Designing for the Behavior of a Sustainable Future

Natalia Arsand

We live in the Planet of Plastic Sea, and we don’t usually think this to be our fault, but what if that coffee cup we disposed for recycle is actually part of a Plastic Island at this very moment?

We are consumers and we are designers. That counts as some of the greatest powers someone can have these days. This talk comes to enlighten us on our responsibility as gate keepers, with demonstrations of simple acts we can take as consumers and designers to lead the behavior for a sustainable future.

nataliarsand.com
Twitter

Transcript

Thank you for having me. I’m Natalia, I am currently living in Amsterdam working at the headquarters of booking.com, and I come from Brazil. You can find me online in any of the social media by typing in my username, nataliarsand. I’m from Brazil, and as you know Brazil is a big country, so just to localize you a little bit, this is where I’m from. It’s down there. It’s actually closer to Uruguay and Argentina than to Rio de Janeiro. No, I’m not from Rio, sorry about that.

Today I want to talk a little bit about history, we’re going to talk about consumerism, sustainability, design, and our responsibility in all of it. Not necessarily in that order. Bear with me. A lot of these topics were touched on by other speakers, so I hope this is going to complement it.

To start with a little bit of history, if you never heard about the regimen sanitatis salernitanum, it used to be the most famous manual on how to stay healthy during the medieval times. It was written in the form of short poems. It was written by the medical school of Salerno in Italy.

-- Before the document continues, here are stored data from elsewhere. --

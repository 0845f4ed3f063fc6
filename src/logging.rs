//! Dual-sink logging: a persistent log file plus live stdout

use std::path::{Path, PathBuf};

use compact_str::format_compact;
use tracing::Level;
use tracing_appender::{
    non_blocking::WorkerGuard,
    rolling::{RollingFileAppender, Rotation},
};
use tracing_subscriber::{
    EnvFilter, Layer, filter::LevelFilter, fmt, layer::SubscriberExt, util::SubscriberInitExt,
};

use crate::result::{BotError, Result};

pub const DEFAULT_LOG_FILE: &str = "main.log";

#[derive(Debug, Clone)]
pub struct LoggingConfig {
    pub log_dir: PathBuf,
    pub file_name: String,
    /// Used when `RUST_LOG` is not set
    pub level: Level,
    /// Write the file sink as JSON lines
    pub json: bool,
}

impl Default for LoggingConfig {
    fn default() -> Self {
        Self {
            log_dir: PathBuf::from("."),
            file_name: DEFAULT_LOG_FILE.to_string(),
            level: Level::DEBUG,
            json: false,
        }
    }
}

impl LoggingConfig {
    pub fn log_path(&self) -> PathBuf {
        self.log_dir.join(&self.file_name)
    }
}

/// Install the global subscriber. The returned guard flushes the file sink
/// on drop and must live as long as the process.
pub fn init_logging(config: &LoggingConfig) -> Result<WorkerGuard> {
    let appender = file_appender(&config.log_dir, &config.file_name)?;
    let (file_writer, guard) = tracing_appender::non_blocking(appender);

    let file_layer = if config.json {
        fmt::layer().json().with_writer(file_writer).boxed()
    } else {
        fmt::layer().with_ansi(false).with_writer(file_writer).boxed()
    };

    let filter = EnvFilter::builder()
        .with_default_directive(LevelFilter::from_level(config.level).into())
        .from_env_lossy();

    tracing_subscriber::registry()
        .with(filter)
        .with(file_layer)
        .with(fmt::layer().with_writer(std::io::stdout))
        .try_init()
        .map_err(|e| BotError::Logging(format_compact!("{e}")))?;

    Ok(guard)
}

fn file_appender(log_dir: &Path, file_name: &str) -> Result<RollingFileAppender> {
    std::fs::create_dir_all(log_dir).map_err(|e| {
        BotError::Logging(format_compact!("cannot create {}: {e}", log_dir.display()))
    })?;

    RollingFileAppender::builder()
        .rotation(Rotation::NEVER)
        .filename_prefix(file_name)
        .build(log_dir)
        .map_err(|e| BotError::Logging(format_compact!("cannot open log file: {e}")))
}
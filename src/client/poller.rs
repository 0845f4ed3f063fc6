//! Poll-evaluate-notify loop for homework statuses

use compact_str::{CompactString, format_compact};
use tokio::time::sleep;
use tracing::{debug, error, info, instrument};

use super::{api::HomeworkApi, config::PollingConfig, telegram::Notifier};
use crate::{
    domain::{Cursor, check_response, parse_status},
    notice_service::{NoticeLevel, NoticeService},
    result::{BotError, Result},
};

/// Polls the homework API and relays status changes and failures.
///
/// Owns all loop state: the cursor and the last message sent per level.
#[derive(Debug)]
pub struct HomeworkPoller<N> {
    api: HomeworkApi,
    notifier: N,
    config: PollingConfig,
    notices: NoticeService,
    cursor: Cursor,
}

impl<N: Notifier> HomeworkPoller<N> {
    pub fn new(api: HomeworkApi, notifier: N, config: PollingConfig, cursor: Cursor) -> Self {
        Self {
            api,
            notifier,
            config,
            notices: NoticeService::new(),
            cursor,
        }
    }

    /// Poll forever, sleeping the retry period after every cycle
    pub async fn run(mut self) {
        info!(
            retry_period = ?self.config.retry_period,
            advance_cursor = self.config.advance_cursor,
            from_date = %self.cursor,
            "Starting homework poller"
        );

        loop {
            self.poll_once().await;
            debug!(retry_period = ?self.config.retry_period, "Sleeping until next poll");
            sleep(self.config.retry_period).await;
        }
    }

    /// One poll cycle without the trailing sleep
    #[instrument(skip(self), fields(from_date = %self.cursor))]
    pub async fn poll_once(&mut self) {
        match self.latest_status().await {
            Ok(message) => {
                if self.notices.push_notice(NoticeLevel::Info, &message) {
                    info!(text = %message, "Homework status changed");
                    self.notifier.notify(&message).await;
                } else {
                    debug!("Homework status unchanged");
                }
            },
            Err(e) => {
                let message = failure_message(&e);
                error!(kind = e.kind(), status = ?status_of(&e), "{message}");
                if self.notices.push_notice(NoticeLevel::Error, &message) {
                    self.notifier.notify(&message).await;
                } else {
                    debug!("Same failure already reported");
                }
            },
        }
    }

    #[cfg(test)]
    pub fn cursor(&self) -> Cursor {
        self.cursor
    }

    #[cfg(test)]
    pub fn notices(&self) -> &NoticeService {
        &self.notices
    }

    async fn latest_status(&mut self) -> Result<CompactString> {
        let response = self.api.fetch(self.cursor).await?;

        if self.config.advance_cursor
            && let Some(current_date) = response.current_date()
        {
            debug!(from = %self.cursor, to = %current_date, "Advancing cursor");
            self.cursor = current_date;
        }

        let homework = check_response(&response)?;
        parse_status(&homework)
    }
}

pub fn failure_message(error: &BotError) -> CompactString {
    format_compact!("Failure in program operation: {error}")
}

fn status_of(error: &BotError) -> Option<u16> {
    match error {
        BotError::Client(e) => e.status().map(|s| s.as_u16()),
        _ => None,
    }
}

#[cfg(test)]
mod tests {
    use std::{sync::Mutex, time::Duration};

    use serde_json::json;
    use wiremock::{
        Mock, MockServer, ResponseTemplate,
        matchers::{method, query_param},
    };

    use super::*;
    use crate::client::config::ClientConfig;

    #[derive(Debug, Default)]
    struct RecordingNotifier {
        sent: Mutex<Vec<String>>,
    }

    impl RecordingNotifier {
        fn sent(&self) -> Vec<String> {
            self.sent.lock().unwrap().clone()
        }
    }

    impl Notifier for &RecordingNotifier {
        async fn notify(&self, message: &str) {
            self.sent.lock().unwrap().push(message.to_string());
        }
    }

    fn poller<'a>(
        server: &MockServer,
        notifier: &'a RecordingNotifier,
        advance_cursor: bool,
    ) -> HomeworkPoller<&'a RecordingNotifier> {
        let api = HomeworkApi::new(ClientConfig::new(server.uri(), "token")).unwrap();
        let config = PollingConfig { advance_cursor, ..PollingConfig::default() };
        HomeworkPoller::new(api, notifier, config, Cursor::new(1_700_000_000))
    }

    fn homeworks(status: &str) -> ResponseTemplate {
        ResponseTemplate::new(200).set_body_json(json!({
            "homeworks": [{"status": status, "homework_name": "hw1"}],
            "current_date": 1_700_000_600
        }))
    }

    #[tokio::test]
    async fn status_change_is_notified() {
        let server = MockServer::start().await;
        Mock::given(method("GET")).respond_with(homeworks("approved")).mount(&server).await;

        let notifier = RecordingNotifier::default();
        poller(&server, &notifier, false).poll_once().await;

        assert_eq!(
            notifier.sent(),
            vec![
                "Changed review status of work \"hw1\". Work reviewed: reviewer liked everything. Hooray!"
            ]
        );
    }

    #[tokio::test]
    async fn unchanged_status_is_notified_once() {
        let server = MockServer::start().await;
        Mock::given(method("GET")).respond_with(homeworks("reviewing")).mount(&server).await;

        let notifier = RecordingNotifier::default();
        let mut poller = poller(&server, &notifier, false);
        poller.poll_once().await;
        poller.poll_once().await;

        assert_eq!(notifier.sent().len(), 1);
    }

    #[tokio::test]
    async fn new_status_is_notified_again() {
        let server = MockServer::start().await;
        Mock::given(method("GET"))
            .respond_with(homeworks("reviewing"))
            .up_to_n_times(1)
            .mount(&server)
            .await;
        Mock::given(method("GET")).respond_with(homeworks("rejected")).mount(&server).await;

        let notifier = RecordingNotifier::default();
        let mut poller = poller(&server, &notifier, false);
        poller.poll_once().await;
        poller.poll_once().await;

        let sent = notifier.sent();
        assert_eq!(sent.len(), 2);
        assert!(sent[1].ends_with("Work reviewed: reviewer has comments."));
    }

    #[tokio::test]
    async fn unavailable_api_is_reported_as_failure() {
        let server = MockServer::start().await;
        Mock::given(method("GET")).respond_with(ResponseTemplate::new(503)).mount(&server).await;

        let notifier = RecordingNotifier::default();
        let mut poller = poller(&server, &notifier, false);
        poller.poll_once().await;

        assert_eq!(
            notifier.sent(),
            vec!["Failure in program operation: API responded with unexpected status"]
        );
        assert_eq!(
            poller.notices().last_notice(NoticeLevel::Error),
            Some("Failure in program operation: API responded with unexpected status")
        );
    }

    #[tokio::test]
    async fn repeated_failure_is_notified_once_until_it_changes() {
        let server = MockServer::start().await;
        Mock::given(method("GET"))
            .respond_with(ResponseTemplate::new(503))
            .up_to_n_times(2)
            .mount(&server)
            .await;
        Mock::given(method("GET"))
            .respond_with(ResponseTemplate::new(200).set_body_json(json!({"homeworks": []})))
            .mount(&server)
            .await;

        let notifier = RecordingNotifier::default();
        let mut poller = poller(&server, &notifier, false);
        poller.poll_once().await;
        poller.poll_once().await;
        assert_eq!(notifier.sent().len(), 1);

        poller.poll_once().await;
        let sent = notifier.sent();
        assert_eq!(sent.len(), 2);
        assert_eq!(sent[1], "Failure in program operation: No homework in the API response");
    }

    #[tokio::test]
    async fn errors_and_statuses_are_deduplicated_separately() {
        let server = MockServer::start().await;
        Mock::given(method("GET"))
            .respond_with(homeworks("approved"))
            .up_to_n_times(1)
            .mount(&server)
            .await;
        Mock::given(method("GET"))
            .respond_with(ResponseTemplate::new(500))
            .up_to_n_times(1)
            .mount(&server)
            .await;
        Mock::given(method("GET")).respond_with(homeworks("approved")).mount(&server).await;

        let notifier = RecordingNotifier::default();
        let mut poller = poller(&server, &notifier, false);
        for _ in 0..3 {
            poller.poll_once().await;
        }

        // Status is back to what was last reported, so only two messages go out
        assert_eq!(notifier.sent().len(), 2);
    }

    #[tokio::test]
    async fn unknown_status_is_reported_as_failure() {
        let server = MockServer::start().await;
        Mock::given(method("GET")).respond_with(homeworks("lost")).mount(&server).await;

        let notifier = RecordingNotifier::default();
        poller(&server, &notifier, false).poll_once().await;

        assert_eq!(
            notifier.sent(),
            vec!["Failure in program operation: Unknown homework status: lost"]
        );
    }

    #[tokio::test]
    async fn cursor_stays_put_by_default() {
        let server = MockServer::start().await;
        Mock::given(method("GET"))
            .and(query_param("from_date", "1700000000"))
            .respond_with(homeworks("approved"))
            .expect(2)
            .mount(&server)
            .await;

        let notifier = RecordingNotifier::default();
        let mut poller = poller(&server, &notifier, false);
        poller.poll_once().await;
        poller.poll_once().await;

        assert_eq!(poller.cursor(), Cursor::new(1_700_000_000));
    }

    #[tokio::test]
    async fn cursor_follows_current_date_when_enabled() {
        let server = MockServer::start().await;
        Mock::given(method("GET"))
            .and(query_param("from_date", "1700000000"))
            .respond_with(homeworks("approved"))
            .expect(1)
            .mount(&server)
            .await;
        Mock::given(method("GET"))
            .and(query_param("from_date", "1700000600"))
            .respond_with(ResponseTemplate::new(200).set_body_json(json!({
                "homeworks": [],
                "current_date": 1_700_001_200
            })))
            .expect(1)
            .mount(&server)
            .await;

        let notifier = RecordingNotifier::default();
        let mut poller = poller(&server, &notifier, true);
        poller.poll_once().await;
        poller.poll_once().await;

        assert_eq!(poller.cursor(), Cursor::new(1_700_001_200));
    }

    #[tokio::test]
    async fn run_polls_again_only_after_retry_period() {
        let server = MockServer::start().await;
        Mock::given(method("GET"))
            .respond_with(ResponseTemplate::new(503))
            .up_to_n_times(1)
            .mount(&server)
            .await;
        Mock::given(method("GET")).respond_with(homeworks("approved")).mount(&server).await;

        let notifier = RecordingNotifier::default();
        let retry_period = Duration::from_millis(400);
        let api = HomeworkApi::new(ClientConfig::new(server.uri(), "token")).unwrap();
        let config = PollingConfig { retry_period, advance_cursor: false };
        let run = HomeworkPoller::new(api, &notifier, config, Cursor::new(1_700_000_000)).run();
        tokio::pin!(run);

        tokio::select! {
            _ = &mut run => unreachable!("poll loop never returns"),
            _ = sleep(retry_period / 2) => {},
        }
        assert_eq!(server.received_requests().await.unwrap().len(), 1);
        assert_eq!(
            notifier.sent(),
            vec!["Failure in program operation: API responded with unexpected status"]
        );

        tokio::select! {
            _ = &mut run => unreachable!("poll loop never returns"),
            _ = sleep(retry_period) => {},
        }
        assert_eq!(server.received_requests().await.unwrap().len(), 2);
        let sent = notifier.sent();
        assert_eq!(sent.len(), 2);
        assert!(sent[1].starts_with("Changed review status of work \"hw1\"."));
    }
}
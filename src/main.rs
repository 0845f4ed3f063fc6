mod app_init;
mod client;
mod config;
mod domain;
mod id;
mod logging;
mod notice_service;
mod result;

use clap::Parser;

use crate::{app_init::initialize_app, config::Cli};

#[tokio::main(flavor = "current_thread")]
async fn main() -> color_eyre::Result<()> {
    color_eyre::install()?;
    // A missing .env file is fine, the environment may already be set
    dotenv::dotenv().ok();

    let cli = Cli::parse();
    let mut app = initialize_app(&cli)?;

    if app.once {
        app.poller.poll_once().await;
        tracing::info!("Single poll finished");
        return Ok(());
    }

    app.poller.run().await;
    Ok(())
}
use compact_str::CompactString;
use serde::{Serialize, Serializer};

/// Telegram chat identifier: a numeric id or an `@channel` username
#[derive(Debug, Default, Clone, Eq, PartialEq, Hash)]
pub struct ChatId {
    value: CompactString,
}

impl ChatId {
    pub fn new<S: Into<CompactString>>(id: S) -> Self {
        Self { value: id.into() }
    }
}

impl Serialize for ChatId {
    fn serialize<S>(&self, serializer: S) -> Result<S::Ok, S::Error>
    where
        S: Serializer,
    {
        // Bot API accepts both forms, canonical numeric ids go out as integers
        match self.value.parse::<i64>() {
            Ok(id) if self.value == id.to_string() => serializer.serialize_i64(id),
            _ => serializer.serialize_str(&self.value),
        }
    }
}

impl std::fmt::Display for ChatId {
    fn fmt(&self, f: &mut std::fmt::Formatter) -> std::fmt::Result {
        write!(f, "{}", self.value)
    }
}
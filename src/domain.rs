use std::fmt;

use chrono::Utc;
use compact_str::{CompactString, format_compact};
use serde_json::{Map, Value};

use crate::result::{BotError, Result};

/// Lower bound (unix seconds) sent to the API as `from_date`
#[derive(Debug, Default, Clone, Copy, Eq, PartialEq, PartialOrd, Ord)]
pub struct Cursor {
    value: i64,
}

impl Cursor {
    pub fn new(value: i64) -> Self {
        Self { value }
    }

    pub fn now() -> Self {
        Self::new(Utc::now().timestamp())
    }

    pub fn value(&self) -> i64 {
        self.value
    }
}

impl fmt::Display for Cursor {
    fn fmt(&self, f: &mut fmt::Formatter) -> fmt::Result {
        write!(f, "{}", self.value)
    }
}

/// Decoded body of the homework statuses endpoint, not yet validated
#[derive(Debug, Clone, PartialEq)]
pub struct ApiResponse(pub Value);

impl ApiResponse {
    /// Server time reported alongside the homework list
    pub fn current_date(&self) -> Option<Cursor> {
        self.0.get("current_date").and_then(Value::as_i64).map(Cursor::new)
    }
}

impl From<Value> for ApiResponse {
    fn from(value: Value) -> Self {
        Self(value)
    }
}

/// One element of the `homeworks` list
#[derive(Debug, Clone, PartialEq)]
pub struct HomeworkRecord(pub Map<String, Value>);

#[derive(Debug, Clone, Copy, Eq, PartialEq)]
pub enum HomeworkStatus {
    Approved,
    Reviewing,
    Rejected,
}

impl HomeworkStatus {
    pub fn parse(code: &str) -> Option<Self> {
        match code {
            "approved" => Some(Self::Approved),
            "reviewing" => Some(Self::Reviewing),
            "rejected" => Some(Self::Rejected),
            _ => None,
        }
    }

    pub fn verdict(&self) -> &'static str {
        match self {
            Self::Approved => "Work reviewed: reviewer liked everything. Hooray!",
            Self::Reviewing => "Work taken up for review by the reviewer.",
            Self::Rejected => "Work reviewed: reviewer has comments.",
        }
    }
}

/// Checks the response shape and returns the most recent homework.
///
/// The API lists homeworks most recent first, so the first element wins.
pub fn check_response(response: &ApiResponse) -> Result<HomeworkRecord> {
    let root = response
        .0
        .as_object()
        .ok_or_else(|| BotError::unexpected_type("API response is not a JSON object"))?;

    let homeworks = root
        .get("homeworks")
        .ok_or_else(|| BotError::missing_key("homeworks"))?
        .as_array()
        .ok_or_else(|| BotError::unexpected_type("homeworks is not a list"))?;

    let latest = homeworks.first().ok_or(BotError::EmptyResult)?;

    latest
        .as_object()
        .cloned()
        .map(HomeworkRecord)
        .ok_or_else(|| BotError::unexpected_type("homework entry is not a JSON object"))
}

/// Builds the notification text for a homework record
pub fn parse_status(homework: &HomeworkRecord) -> Result<CompactString> {
    let status = string_field(homework, "status")?;
    let homework_name = string_field(homework, "homework_name")?;

    let verdict = HomeworkStatus::parse(status)
        .ok_or_else(|| BotError::unknown_status(status))?
        .verdict();

    Ok(format_compact!(
        "Changed review status of work \"{homework_name}\". {verdict}"
    ))
}

fn string_field<'a>(homework: &'a HomeworkRecord, key: &str) -> Result<&'a str> {
    homework
        .0
        .get(key)
        .ok_or_else(|| BotError::missing_key(key))?
        .as_str()
        .ok_or_else(|| BotError::unexpected_type(format_compact!("{key} is not a string")))
}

In fact, there are a lot of truths in these poems, such as this one: “Should you need physicians, these three doctors will suffice: A joyful mind, rest and a moderate diet.” I almost feel like writing it on a Post-It and gluing it to my mirror to look at it everyday. It feels like a good thing to remember. From a diet perspective, basically, the only things you need to stay healthy, according to the royal doctors at the time, is bread, cheese, and wine. I guess this is a pretty good, decent diet. The thing I found most interesting about all of this is that these statements, even though not proved true by science and modern society, they’re still commonly spread out. Most of the times we don’t even realize it. Like this one: “Cheese after your other food properly ends the meal. Those who are not ignorant of medicine will attest to these things.” When I came to Europe, I found it very strange that in the dessert menu, I’d find cheese in it. In Brazil, dessert means sweet things. Why is cheese in there? It probably comes from the medieval times when doctors said cheese was good after the meal. Or this one that is self-explanatory: “If you develop a hangover from drinking at night, drink again in the morning; it will be your best medicine.” I guess everyone has already said it to a friend or another friend.

The thing to realize from all of this is that we don’t usually question cultural behavior. We just follow what has been done for a long time. That is passed on to us from generation to generation. Most of the time, it actually happens on an unconscious level. We’re not aware of it. Technology also works like that. I remember when I was a kid, and in order to play with a friend, I would call their home and their mom would pick up the phone and yell at them to go get the call in a specific room in the house, you know, where the phone lived. I tried explaining that to a 10 year old the other day. Note that she’s not even a five year old. This kid had been around for 10 years already. She looked at me with these scary eyes and confused face. She was like, “What do you mean you would call your friend’s house?” I bet she was thinking more of something like Alexa, other than reality.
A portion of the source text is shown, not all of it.